_Listed records_
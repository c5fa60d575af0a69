//! Stack rules - who holds the floor in each channel.
//!
//! - Queue service (join, leave, requeue, peek, clear)
//! - Subject resolution and the participant directory
//! - One-shot legacy migration

pub mod migration;
pub mod service;
pub mod subject;

pub use migration::{Migrated, MigrationReport, Migrator};
pub use service::{JoinOutcome, LeaveOutcome, PeekOutcome, QueueService, RequeueOutcome};
pub use subject::{resolve_subject, Directory, RosterDirectory, Subject};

_Action item_
Provide the number of lines in the entries above on which the string "migration" is found, and no other text.

_Result of the task_
3